During the day Sunday, the crowd in front of parliament grew to some 50,000 people, dancing and singing. Some soldiers defected and joined the protests, embraced and lifted into the air by jubilant demonstrators.

Earlier Sunday, Shevardnadze, backed by the head of police, threatened to enforce a state of emergency order if the protesters did not leave parliament.

But the 75-year-old president's support was crumbling. The defense minister said the military would not intervene in the standoff. Shevardnadze had to fire his top security aide, Tedo Dzhaparidze, who on Friday publicly acknowledged fraud in the elections.

The United States, which Shevardnadze has long courted for warmer ties, offered little support, saying only that both sides should avoid violence.

The resignation came after Saakashvili went to Shevardnadze's residence and delivered an ultimatum: resign or face a mass march on the home.

"We will go and take the last presidential residence," Saakashvili told protesters before the visit, claiming "almost the entire army has taken the opposition side."

Russian Foreign Minister Igor Ivanov joined Saakashvili at the residence, though he left without speaking to reporters. He spent Sunday shuttling between the president and the opposition, trying to resolve the country's political crisis.

"The president has accomplished a courageous act," Saakashvili said afterward. "By his resignation, he avoided spilling blood in the country ... History will judge him kindly."

Saakashvili said opposition leader Nino Burdzhanadze would serve as acting president until new elections are held.
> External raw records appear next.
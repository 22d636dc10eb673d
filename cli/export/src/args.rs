//! CLI argument definitions for px-export.

use clap::{Parser, ValueEnum};
use std::path::PathBuf;

/// Export the partitions under an S3 prefix, one listing file per partition.
///
/// Lists the root prefix once with a delimiter to find its partitions, then
/// lists every partition in full with a pool of workers. Partitions whose
/// output file already exists are skipped unless --force is given.
///
/// ## Examples
///
/// Basic usage:
///   px-export -b my-bucket -p exports/ --region eu-west-1
///
/// JSON output with more workers:
///   px-export -b my-bucket -p exports/ --region eu-west-1 \
///       --output-format json --workers 16 --output-dir ./listings
#[derive(Parser, Debug)]
#[command(name = "px-export")]
#[command(version, about, long_about = None)]
pub struct Cli {
    // === S3 Configuration ===
    /// S3 bucket name
    #[arg(short, long, env = "AWS_BUCKET")]
    pub bucket: String,

    /// Root prefix whose immediate children are the partitions
    #[arg(short, long, env = "AWS_PREFIX", default_value = "")]
    pub prefix: String,

    /// AWS region
    #[arg(long, env = "AWS_REGION")]
    pub region: String,

    /// Custom S3 endpoint URL (for LocalStack)
    #[arg(long, env = "AWS_ENDPOINT")]
    pub s3_endpoint: Option<String>,

    /// AWS access key ID
    #[arg(long, env = "AWS_ACCESS_KEY_ID")]
    pub access_key: Option<String>,

    /// AWS secret access key
    #[arg(long, env = "AWS_SECRET_ACCESS_KEY", hide_env_values = true)]
    pub secret_key: Option<String>,

    /// AWS profile name
    #[arg(long, env = "AWS_PROFILE")]
    pub profile: Option<String>,

    /// Per-request timeout in seconds
    #[arg(long, default_value = "30", value_parser = parse_positive_u64)]
    pub timeout: u64,

    // === Listing Options ===
    /// Hierarchy delimiter
    #[arg(long, default_value = "/")]
    pub delimiter: String,

    /// Keys per page when discovering partitions
    #[arg(long, env = "ADV_MAX_KEYS", default_value = "5", value_parser = parse_max_keys)]
    pub discovery_max_keys: i32,

    /// Pages when discovering partitions (0 = unlimited)
    #[arg(long, env = "ADV_MAX_PAGES", default_value = "5")]
    pub discovery_max_pages: usize,

    /// Keys per page when listing a partition
    #[arg(long, env = "FILE_MAX_KEYS", default_value = "1000", value_parser = parse_max_keys)]
    pub partition_max_keys: i32,

    /// Pages when listing a partition (0 = unlimited)
    #[arg(long, env = "FILE_MAX_PAGES", default_value = "0")]
    pub partition_max_pages: usize,

    /// Retries per failed page request (0 = no retry)
    #[arg(long, env = "LIST_MAX_RETRIES", default_value = "0")]
    pub max_retries: u32,

    // === Parallelism Options ===
    /// Number of concurrent partition workers (must be >= 1)
    #[arg(short, long, env = "LIST_ALL_WORKERS_COUNT", default_value = "5", value_parser = parse_positive_usize)]
    pub workers: usize,

    /// Pending jobs the queue holds before discovery waits (must be >= 1)
    #[arg(long, env = "QUEUE_CAPACITY", default_value = "5", value_parser = parse_positive_usize)]
    pub queue_capacity: usize,

    // === Output Options ===
    /// Record format of the output files
    #[arg(long, env = "OUTPUT_FORMAT", value_enum, default_value = "csv")]
    pub output_format: OutputFormatArg,

    /// Directory receiving one file per partition
    #[arg(long, env = "OUTPUT_LOCATION", default_value = "./target")]
    pub output_dir: PathBuf,

    /// Output files are named <prefix>_<partition>
    #[arg(long, env = "OUTPUT_FILE_PREFIX", default_value = "partition")]
    pub output_file_prefix: String,

    /// Rewrite partitions whose output file already exists
    #[arg(long, env = "FORCE")]
    pub force: bool,

    /// What to do when a partition's output cannot be written
    #[arg(long, env = "ON_OUTPUT_ERROR", value_enum, default_value = "fail-job")]
    pub on_output_error: OutputErrorArg,

    // === Reporting Options ===
    /// Write the run summary as JSON to stderr
    #[arg(long)]
    pub stats_json: bool,

    /// Log level
    #[arg(long, env = "LOG_LEVEL", value_enum, default_value = "info")]
    pub log_level: LogLevel,
}

/// Output format argument.
#[derive(Debug, Clone, Copy, ValueEnum)]
pub enum OutputFormatArg {
    /// kind,bucket,key,size,last_modified
    Csv,
    /// One JSON object per line
    Json,
}

impl From<OutputFormatArg> for px_export::OutputFormat {
    fn from(arg: OutputFormatArg) -> Self {
        match arg {
            OutputFormatArg::Csv => px_export::OutputFormat::Csv,
            OutputFormatArg::Json => px_export::OutputFormat::Json,
        }
    }
}

/// Output error policy argument.
#[derive(Debug, Clone, Copy, ValueEnum)]
pub enum OutputErrorArg {
    /// Mark the partition failed and continue with the others
    FailJob,
    /// Stop all workers and exit with an error
    AbortRun,
}

impl From<OutputErrorArg> for px_export::OutputErrorPolicy {
    fn from(arg: OutputErrorArg) -> Self {
        match arg {
            OutputErrorArg::FailJob => px_export::OutputErrorPolicy::FailJob,
            OutputErrorArg::AbortRun => px_export::OutputErrorPolicy::AbortRun,
        }
    }
}

/// Log level argument.
#[derive(Debug, Clone, Copy, ValueEnum)]
pub enum LogLevel {
    /// Trace level (most verbose)
    Trace,
    /// Debug level
    Debug,
    /// Info level (default)
    Info,
    /// Warning level
    Warn,
    /// Error level (least verbose)
    Error,
}

impl From<LogLevel> for tracing::Level {
    fn from(level: LogLevel) -> Self {
        match level {
            LogLevel::Trace => tracing::Level::TRACE,
            LogLevel::Debug => tracing::Level::DEBUG,
            LogLevel::Info => tracing::Level::INFO,
            LogLevel::Warn => tracing::Level::WARN,
            LogLevel::Error => tracing::Level::ERROR,
        }
    }
}

/// Parse a positive usize (>= 1).
fn parse_positive_usize(s: &str) -> Result<usize, String> {
    let value: usize = s
        .parse()
        .map_err(|_| format!("'{}' is not a valid number", s))?;
    if value < 1 {
        return Err(format!("{} is not in 1..", value));
    }
    Ok(value)
}

fn parse_positive_u64(s: &str) -> Result<u64, String> {
    let value: u64 = s
        .parse()
        .map_err(|_| format!("'{}' is not a valid number", s))?;
    if value < 1 {
        return Err(format!("{} is not in 1..", value));
    }
    Ok(value)
}

/// Parse a page size (1-1000).
fn parse_max_keys(s: &str) -> Result<i32, String> {
    let value: i32 = s
        .parse()
        .map_err(|_| format!("'{}' is not a valid number", s))?;
    if !(1..=px_types::MAX_KEYS_LIMIT).contains(&value) {
        return Err(format!("{} is not in 1..={}", value, px_types::MAX_KEYS_LIMIT));
    }
    Ok(value)
}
Zurab Zhania, another key opposition figure, said parliamentary elections would be held within 45 days.

It was a swift ascension for an opposition that brought tens of thousands out into the streets against Shevardnadze.

With more demonstrators streaming into the square before parliament during the day Sunday, Saakashvili urged them to build on Saturday's seizure of parliament and the president's office by taking over state television and other government buildings.

Demonstrators embraced a unit of 50 Defense Ministry soldiers who arrived in the square to join the opposition movement. Protesters heaved some of the soldiers into the air in jubilation.

Independent Rustavi-2 television showed another unit, this one of 120 National Guard troops, mingling with the protesters. The soldiers' unidentified commander said the troops pledged loyalty to Burdzhanadze, the interim president.

Georgi Shengilia, the commander of an elite Defense Ministry special forces battalion stationed on the outskirts of Tbilisi, said that he would not fulfill Shevardnadze's orders.

Before the resignation, Defense Minister David Tevzadze declared that he remained loyal to Shevardnadze but acknowledged the president was not in control.

"There is a legitimate government, but parallel to that there exists an organ, I don't know how to call it, which is controlling developments," Tevzadze said.

He called for a political solution to the stand-off, saying the military would not resort to force -- and had not been ordered by Shevardnadze to put down the opposition.

"On the contrary, I have received warnings that there should be no action that could lead to bloodshed," he told reporters. "The state of emergency doesn't envisage the use of military force to establish order."